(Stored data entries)
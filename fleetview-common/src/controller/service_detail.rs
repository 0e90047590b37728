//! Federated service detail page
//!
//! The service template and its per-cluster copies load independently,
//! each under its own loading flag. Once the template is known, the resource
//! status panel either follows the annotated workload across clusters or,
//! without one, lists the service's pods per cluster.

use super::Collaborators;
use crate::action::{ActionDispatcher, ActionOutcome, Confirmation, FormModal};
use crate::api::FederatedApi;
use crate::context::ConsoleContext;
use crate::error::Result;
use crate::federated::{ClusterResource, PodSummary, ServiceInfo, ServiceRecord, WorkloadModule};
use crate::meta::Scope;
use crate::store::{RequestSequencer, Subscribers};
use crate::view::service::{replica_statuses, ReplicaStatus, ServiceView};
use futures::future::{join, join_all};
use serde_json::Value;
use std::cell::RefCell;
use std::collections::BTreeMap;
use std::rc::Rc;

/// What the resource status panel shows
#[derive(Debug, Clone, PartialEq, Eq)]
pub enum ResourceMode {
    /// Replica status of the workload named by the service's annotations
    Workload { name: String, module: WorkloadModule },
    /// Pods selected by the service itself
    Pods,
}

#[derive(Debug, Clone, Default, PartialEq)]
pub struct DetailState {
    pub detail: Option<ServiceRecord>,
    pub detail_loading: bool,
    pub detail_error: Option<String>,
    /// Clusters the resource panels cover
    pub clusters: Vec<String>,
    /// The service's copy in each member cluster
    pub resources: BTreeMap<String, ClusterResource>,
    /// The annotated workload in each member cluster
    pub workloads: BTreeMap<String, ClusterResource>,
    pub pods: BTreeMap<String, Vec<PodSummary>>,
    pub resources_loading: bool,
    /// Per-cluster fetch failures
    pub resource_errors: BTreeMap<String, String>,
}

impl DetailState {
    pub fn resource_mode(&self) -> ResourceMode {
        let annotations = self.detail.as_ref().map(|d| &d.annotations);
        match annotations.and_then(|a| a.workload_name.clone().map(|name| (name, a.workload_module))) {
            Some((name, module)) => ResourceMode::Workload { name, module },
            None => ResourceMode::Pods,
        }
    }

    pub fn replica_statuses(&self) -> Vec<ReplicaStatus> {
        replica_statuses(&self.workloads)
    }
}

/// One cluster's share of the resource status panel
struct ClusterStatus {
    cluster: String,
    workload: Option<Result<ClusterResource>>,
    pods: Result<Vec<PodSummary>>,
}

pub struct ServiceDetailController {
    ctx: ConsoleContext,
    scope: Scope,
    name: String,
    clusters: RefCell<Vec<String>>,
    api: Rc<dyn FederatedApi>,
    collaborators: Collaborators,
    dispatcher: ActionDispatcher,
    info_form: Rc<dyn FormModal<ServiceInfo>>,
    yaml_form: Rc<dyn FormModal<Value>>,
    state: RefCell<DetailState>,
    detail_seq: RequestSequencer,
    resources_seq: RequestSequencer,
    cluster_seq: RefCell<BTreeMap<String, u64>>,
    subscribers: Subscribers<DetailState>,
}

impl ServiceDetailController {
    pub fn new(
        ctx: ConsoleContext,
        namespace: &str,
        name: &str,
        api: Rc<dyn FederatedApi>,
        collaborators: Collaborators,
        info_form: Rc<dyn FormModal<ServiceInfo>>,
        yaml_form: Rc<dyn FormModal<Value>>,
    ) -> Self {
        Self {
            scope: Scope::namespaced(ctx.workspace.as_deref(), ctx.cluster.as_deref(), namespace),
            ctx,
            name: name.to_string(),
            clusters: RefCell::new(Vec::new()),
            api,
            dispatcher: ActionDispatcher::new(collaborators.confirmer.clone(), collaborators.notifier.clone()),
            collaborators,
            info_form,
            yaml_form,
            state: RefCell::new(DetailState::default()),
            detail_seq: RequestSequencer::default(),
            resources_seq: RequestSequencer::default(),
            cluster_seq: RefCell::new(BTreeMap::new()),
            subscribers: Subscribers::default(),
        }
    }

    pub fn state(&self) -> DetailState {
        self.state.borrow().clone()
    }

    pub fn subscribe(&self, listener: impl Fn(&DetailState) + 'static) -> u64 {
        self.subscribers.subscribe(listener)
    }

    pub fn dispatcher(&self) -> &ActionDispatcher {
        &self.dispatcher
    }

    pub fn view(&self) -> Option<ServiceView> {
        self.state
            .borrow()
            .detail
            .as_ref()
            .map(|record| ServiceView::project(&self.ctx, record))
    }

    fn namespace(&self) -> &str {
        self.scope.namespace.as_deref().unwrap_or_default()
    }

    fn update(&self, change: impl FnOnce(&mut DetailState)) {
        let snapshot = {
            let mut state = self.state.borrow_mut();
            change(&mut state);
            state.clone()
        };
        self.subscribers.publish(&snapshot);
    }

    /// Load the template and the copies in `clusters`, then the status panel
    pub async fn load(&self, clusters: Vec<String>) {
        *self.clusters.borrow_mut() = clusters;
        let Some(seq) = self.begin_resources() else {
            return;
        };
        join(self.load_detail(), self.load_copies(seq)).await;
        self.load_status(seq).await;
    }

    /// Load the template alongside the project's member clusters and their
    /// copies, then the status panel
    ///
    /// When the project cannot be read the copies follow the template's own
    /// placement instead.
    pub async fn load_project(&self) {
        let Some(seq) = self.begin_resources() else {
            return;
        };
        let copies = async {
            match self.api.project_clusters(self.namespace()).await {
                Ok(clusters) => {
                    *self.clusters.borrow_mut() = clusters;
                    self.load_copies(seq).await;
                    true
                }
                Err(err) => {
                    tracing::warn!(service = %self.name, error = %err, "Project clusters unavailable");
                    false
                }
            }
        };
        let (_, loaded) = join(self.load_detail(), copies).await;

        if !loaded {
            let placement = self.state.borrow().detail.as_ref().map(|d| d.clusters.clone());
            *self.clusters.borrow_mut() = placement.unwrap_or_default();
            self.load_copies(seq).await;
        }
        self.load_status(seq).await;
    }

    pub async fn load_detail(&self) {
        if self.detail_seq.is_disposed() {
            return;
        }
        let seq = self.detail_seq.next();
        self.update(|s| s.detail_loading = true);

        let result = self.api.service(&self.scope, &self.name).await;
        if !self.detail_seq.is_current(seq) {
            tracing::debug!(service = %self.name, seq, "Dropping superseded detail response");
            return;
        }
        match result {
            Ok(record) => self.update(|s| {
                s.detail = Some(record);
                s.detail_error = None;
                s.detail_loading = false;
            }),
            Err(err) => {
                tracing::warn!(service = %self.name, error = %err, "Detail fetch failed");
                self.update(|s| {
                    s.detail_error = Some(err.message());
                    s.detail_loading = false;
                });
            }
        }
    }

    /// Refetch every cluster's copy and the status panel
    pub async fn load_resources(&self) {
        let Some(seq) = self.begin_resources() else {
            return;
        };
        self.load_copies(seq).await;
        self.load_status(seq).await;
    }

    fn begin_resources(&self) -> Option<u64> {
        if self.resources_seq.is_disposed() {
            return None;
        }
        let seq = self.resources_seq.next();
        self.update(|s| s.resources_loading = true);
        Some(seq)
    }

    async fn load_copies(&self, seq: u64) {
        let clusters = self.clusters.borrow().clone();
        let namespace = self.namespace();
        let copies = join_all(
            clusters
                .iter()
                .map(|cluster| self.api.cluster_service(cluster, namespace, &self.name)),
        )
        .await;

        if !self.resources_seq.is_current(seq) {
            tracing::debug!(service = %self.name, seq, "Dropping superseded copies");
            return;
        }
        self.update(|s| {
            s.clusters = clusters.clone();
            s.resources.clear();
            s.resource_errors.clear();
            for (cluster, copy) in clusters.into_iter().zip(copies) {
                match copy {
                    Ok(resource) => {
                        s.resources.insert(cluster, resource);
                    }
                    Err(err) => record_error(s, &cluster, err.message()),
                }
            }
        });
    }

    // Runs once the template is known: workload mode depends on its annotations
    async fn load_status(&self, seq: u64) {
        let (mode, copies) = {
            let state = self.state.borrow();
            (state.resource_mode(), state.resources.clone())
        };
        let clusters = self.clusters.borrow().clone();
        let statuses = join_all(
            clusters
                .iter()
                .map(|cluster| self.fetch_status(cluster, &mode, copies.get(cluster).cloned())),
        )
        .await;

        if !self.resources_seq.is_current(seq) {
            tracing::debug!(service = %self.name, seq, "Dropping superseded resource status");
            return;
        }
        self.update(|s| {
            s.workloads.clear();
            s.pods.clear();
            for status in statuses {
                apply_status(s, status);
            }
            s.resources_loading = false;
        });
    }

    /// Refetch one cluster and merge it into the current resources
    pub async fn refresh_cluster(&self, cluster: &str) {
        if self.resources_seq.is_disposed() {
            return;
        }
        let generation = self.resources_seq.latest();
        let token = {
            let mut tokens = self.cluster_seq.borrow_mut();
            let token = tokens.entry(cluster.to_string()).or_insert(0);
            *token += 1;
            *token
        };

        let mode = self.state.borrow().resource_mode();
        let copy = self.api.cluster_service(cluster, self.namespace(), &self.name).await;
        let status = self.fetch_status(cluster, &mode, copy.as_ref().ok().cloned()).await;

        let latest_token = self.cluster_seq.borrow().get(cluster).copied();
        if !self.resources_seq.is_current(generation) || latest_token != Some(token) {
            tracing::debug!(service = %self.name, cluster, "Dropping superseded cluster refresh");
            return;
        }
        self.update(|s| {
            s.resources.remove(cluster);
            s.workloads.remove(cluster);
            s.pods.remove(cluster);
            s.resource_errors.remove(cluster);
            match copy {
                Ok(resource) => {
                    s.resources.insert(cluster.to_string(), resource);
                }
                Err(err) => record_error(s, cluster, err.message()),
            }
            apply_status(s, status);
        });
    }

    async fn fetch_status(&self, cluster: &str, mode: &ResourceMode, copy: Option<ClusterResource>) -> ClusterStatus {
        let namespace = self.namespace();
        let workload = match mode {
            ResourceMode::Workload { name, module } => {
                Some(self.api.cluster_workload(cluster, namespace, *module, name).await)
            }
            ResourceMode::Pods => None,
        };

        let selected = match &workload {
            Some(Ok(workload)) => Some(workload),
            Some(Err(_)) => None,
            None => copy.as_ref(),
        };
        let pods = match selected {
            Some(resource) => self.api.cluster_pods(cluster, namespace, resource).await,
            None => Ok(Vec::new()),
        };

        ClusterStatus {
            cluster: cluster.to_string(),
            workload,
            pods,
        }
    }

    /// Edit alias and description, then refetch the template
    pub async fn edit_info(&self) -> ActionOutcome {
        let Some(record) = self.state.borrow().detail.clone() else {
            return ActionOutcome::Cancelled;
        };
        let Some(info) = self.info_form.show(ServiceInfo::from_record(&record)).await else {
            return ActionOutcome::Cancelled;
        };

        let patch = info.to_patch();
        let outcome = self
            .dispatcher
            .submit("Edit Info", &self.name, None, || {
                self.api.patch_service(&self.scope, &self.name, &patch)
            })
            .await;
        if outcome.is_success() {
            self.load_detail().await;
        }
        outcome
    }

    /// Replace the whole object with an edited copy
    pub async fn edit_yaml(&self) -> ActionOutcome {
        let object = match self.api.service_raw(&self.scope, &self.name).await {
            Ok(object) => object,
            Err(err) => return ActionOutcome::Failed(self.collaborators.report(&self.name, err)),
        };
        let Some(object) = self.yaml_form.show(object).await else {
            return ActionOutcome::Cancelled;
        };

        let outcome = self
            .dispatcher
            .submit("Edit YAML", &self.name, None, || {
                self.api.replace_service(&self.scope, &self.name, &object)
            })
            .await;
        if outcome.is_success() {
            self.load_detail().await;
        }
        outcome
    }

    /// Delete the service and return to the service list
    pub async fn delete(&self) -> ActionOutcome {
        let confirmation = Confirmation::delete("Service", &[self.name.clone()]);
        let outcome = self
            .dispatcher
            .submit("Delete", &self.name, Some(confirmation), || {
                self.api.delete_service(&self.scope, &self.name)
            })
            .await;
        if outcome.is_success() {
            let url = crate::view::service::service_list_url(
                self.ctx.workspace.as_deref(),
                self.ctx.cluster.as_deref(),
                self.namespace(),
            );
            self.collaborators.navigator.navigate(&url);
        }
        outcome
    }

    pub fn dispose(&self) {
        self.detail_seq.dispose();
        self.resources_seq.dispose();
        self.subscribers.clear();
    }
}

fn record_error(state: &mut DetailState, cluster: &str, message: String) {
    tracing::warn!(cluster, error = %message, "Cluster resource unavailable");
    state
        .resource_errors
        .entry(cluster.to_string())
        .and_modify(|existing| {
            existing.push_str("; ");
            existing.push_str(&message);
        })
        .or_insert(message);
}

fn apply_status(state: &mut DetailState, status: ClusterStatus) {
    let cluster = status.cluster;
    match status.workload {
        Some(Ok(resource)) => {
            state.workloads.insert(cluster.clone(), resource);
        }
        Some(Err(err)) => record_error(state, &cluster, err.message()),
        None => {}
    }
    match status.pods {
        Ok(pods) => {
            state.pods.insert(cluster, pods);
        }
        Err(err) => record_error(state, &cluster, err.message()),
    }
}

* * *

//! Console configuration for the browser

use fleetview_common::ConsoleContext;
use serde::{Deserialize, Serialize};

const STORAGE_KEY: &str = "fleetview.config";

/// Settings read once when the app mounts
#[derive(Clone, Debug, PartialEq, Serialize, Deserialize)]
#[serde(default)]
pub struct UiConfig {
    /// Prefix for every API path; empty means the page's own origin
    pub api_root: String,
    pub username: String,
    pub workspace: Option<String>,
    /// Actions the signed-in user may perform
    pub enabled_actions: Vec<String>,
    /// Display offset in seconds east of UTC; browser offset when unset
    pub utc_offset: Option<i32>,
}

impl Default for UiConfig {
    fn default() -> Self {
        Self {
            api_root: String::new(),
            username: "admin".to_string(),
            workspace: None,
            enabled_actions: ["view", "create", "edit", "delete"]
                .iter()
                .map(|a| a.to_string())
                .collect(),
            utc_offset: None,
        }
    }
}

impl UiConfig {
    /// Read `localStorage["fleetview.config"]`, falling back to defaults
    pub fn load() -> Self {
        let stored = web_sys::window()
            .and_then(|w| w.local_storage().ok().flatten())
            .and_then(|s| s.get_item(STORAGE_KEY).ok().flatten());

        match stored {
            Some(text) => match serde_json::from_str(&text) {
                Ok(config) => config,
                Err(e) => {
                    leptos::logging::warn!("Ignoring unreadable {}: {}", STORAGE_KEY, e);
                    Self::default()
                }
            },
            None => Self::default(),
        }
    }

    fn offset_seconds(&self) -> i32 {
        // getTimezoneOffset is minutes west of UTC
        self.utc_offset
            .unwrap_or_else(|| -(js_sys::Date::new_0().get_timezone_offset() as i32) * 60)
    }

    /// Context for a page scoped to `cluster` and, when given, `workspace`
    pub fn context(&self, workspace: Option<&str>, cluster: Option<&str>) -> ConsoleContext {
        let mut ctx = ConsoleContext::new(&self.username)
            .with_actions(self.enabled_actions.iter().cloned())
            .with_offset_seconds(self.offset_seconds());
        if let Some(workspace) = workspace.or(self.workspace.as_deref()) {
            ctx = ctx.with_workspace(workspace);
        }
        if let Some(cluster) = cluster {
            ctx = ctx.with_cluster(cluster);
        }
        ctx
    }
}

> _Exercise objective_
Write out each line above that contains the word "page".

> _Reply_
//! Federated service detail page
    /// Prefix for every API path; empty means the page's own origin
    /// Context for a page scoped to `cluster` and, when given, `workspace`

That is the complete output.